Race against time to rescue sea lion with band embedded in its neck
CTV Vancouver Island
Published Tuesday, November 20, 2018 5:32PM PST
Last Updated Tuesday, November 20, 2018 6:30PM PST
The Department of Fisheries and Oceans says it will launch a rescue of a sea lion with what appears to be a packing strap deeply embedded in its neck in Cowichan Bay.
Hundreds of the marine mammals have made a home on commercial fishing docks in the community in recent weeks, following the flow of chum salmon from the Cowichan and Koksilah rivers.
The DFO was contacted by locals who believed the sea lion was in distress.
It has been monitoring the animal's condition for a few days and plans to tranquilize it to remove the potentially fatal band.
"It appears to be a packing band that it has around its neck, and those can be lethal," said DFO officer Paul Cottrell. "We're looking at whether we may be able to get out and hopefully successfully dart this animal and remove this packing band, because it will be lethal, and it's really a slow, inhumane death."
Residents and visitors to the area were disturbed by the idea of the sea lion suffering for an undetermined amount of time.
"The thing that confuses me is fisheries or whoever they reported it to said they were going to monitor it and see if it gets any worse," said Rick Amodeo. "I don't know, rope around its neck? How does it get worse?"
The DFO says it rescues several animals per year afflicted by similar choking.

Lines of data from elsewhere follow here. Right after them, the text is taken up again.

//! Delegations: inventory handed from an authority to a broker.

use serde::{Deserialize, Serialize};

use super::auth::AuthToken;
use super::id::{Id, ResourceType};
use super::notice::Notice;

/// Inventory-handoff lifecycle.
#[derive(Debug, Clone, Copy, PartialEq, Eq, Hash, Serialize, Deserialize)]
#[serde(rename_all = "snake_case")]
pub enum DelegationState {
    Nascent,
    Delegated,
    Reclaimed,
    Closed,
    Failed,
}

impl DelegationState {
    pub fn as_str(&self) -> &'static str {
        match self {
            Self::Nascent => "nascent",
            Self::Delegated => "delegated",
            Self::Reclaimed => "reclaimed",
            Self::Closed => "closed",
            Self::Failed => "failed",
        }
    }

    #[allow(clippy::should_implement_trait)]
    pub fn from_str(s: &str) -> Option<Self> {
        match s {
            "nascent" => Some(Self::Nascent),
            "delegated" => Some(Self::Delegated),
            "reclaimed" => Some(Self::Reclaimed),
            "closed" => Some(Self::Closed),
            "failed" => Some(Self::Failed),
            _ => None,
        }
    }

    pub fn is_terminal(&self) -> bool {
        matches!(self, Self::Closed | Self::Failed)
    }
}

/// Grant of inventory from one actor to another.
///
/// Carries the resource-graph model brokers split into tickets. The graph is
/// opaque to the kernel.
#[derive(Debug, Clone, PartialEq, Serialize, Deserialize)]
pub struct Delegation {
    pub id: Id,
    pub slice_id: Id,
    pub state: DelegationState,
    /// Opaque resource-graph model describing the delegated inventory.
    #[serde(default, skip_serializing_if = "Option::is_none")]
    pub graph: Option<serde_json::Value>,
    /// Units of inventory described by the graph.
    pub units: u64,
    pub rtype: ResourceType,
    /// Identity of the delegating actor.
    pub owner: AuthToken,
    /// Broker that claimed this delegation, once claimed.
    #[serde(default, skip_serializing_if = "Option::is_none")]
    pub holder: Option<AuthToken>,
    pub sequence_in: u64,
    pub sequence_out: u64,
    pub notices: Notice,

    #[serde(skip)]
    pub dirty: bool,
}

impl Delegation {
    pub fn new(slice_id: Id, owner: AuthToken, units: u64, rtype: ResourceType) -> Self {
        Self {
            id: Id::new(),
            slice_id,
            state: DelegationState::Nascent,
            graph: None,
            units,
            rtype,
            owner,
            holder: None,
            sequence_in: 0,
            sequence_out: 0,
            notices: Notice::new(),
            dirty: false,
        }
    }

    pub fn with_graph(mut self, graph: serde_json::Value) -> Self {
        self.graph = Some(graph);
        self
    }

    pub fn transition(&mut self, state: DelegationState) {
        tracing::debug!(
            did = %self.id,
            from = self.state.as_str(),
            to = state.as_str(),
            "delegation transition"
        );
        self.state = state;
        self.dirty = true;
    }

    /// Claimed by a broker: record the holder and mark delegated.
    pub fn claim(&mut self, holder: AuthToken) {
        self.holder = Some(holder);
        self.transition(DelegationState::Delegated);
    }

    /// Returned to the delegating actor's inventory.
    pub fn reclaim(&mut self) {
        self.holder = None;
        self.transition(DelegationState::Reclaimed);
    }

    pub fn fail(&mut self, message: impl Into<String>) {
        self.notices.add(message);
        self.transition(DelegationState::Failed);
    }

    pub fn is_terminal(&self) -> bool {
        self.state.is_terminal()
    }

    pub fn clear_dirty(&mut self) {
        self.dirty = false;
    }

    pub fn next_sequence_out(&mut self) -> u64 {
        self.sequence_out += 1;
        self.dirty = true;
        self.sequence_out
    }
}

impl std::fmt::Display for Delegation {
    fn fmt(&self, f: &mut std::fmt::Formatter<'_>) -> std::fmt::Result {
        write!(f, "delegation {} [{}]", self.id, self.state.as_str())
    }
}

#[cfg(test)]
mod tests {
    use super::*;

    #[test]
    fn claim_and_reclaim() {
        let owner = AuthToken::new("authority", Id::new());
        let broker = AuthToken::new("broker", Id::new());
        let mut d = Delegation::new(Id::new(), owner, 10, ResourceType::from("vm"));
        assert_eq!(d.state, DelegationState::Nascent);

        d.claim(broker.clone());
        assert_eq!(d.state, DelegationState::Delegated);
        assert_eq!(d.holder.as_ref(), Some(&broker));

        d.reclaim();
        assert_eq!(d.state, DelegationState::Reclaimed);
        assert!(d.holder.is_none());
    }
}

It plans to try darting the sea lion and removing the deadly threat later this week, depending on weather.
"It takes quite an effort to get all of these experts and teams together to go out and do this," said Cottrell.
The sea lion is one of hundreds that have caused quite a stir in the seaside community with their loud barks and belches at all hours of the day.
The sound has become so loud that a nearby hotel has handed out earplugs to its guest.
Tourists haven't been too put off by the sea lions, though, with many saying they've travelled to the area just to get a glimpse of the massive marine mammals.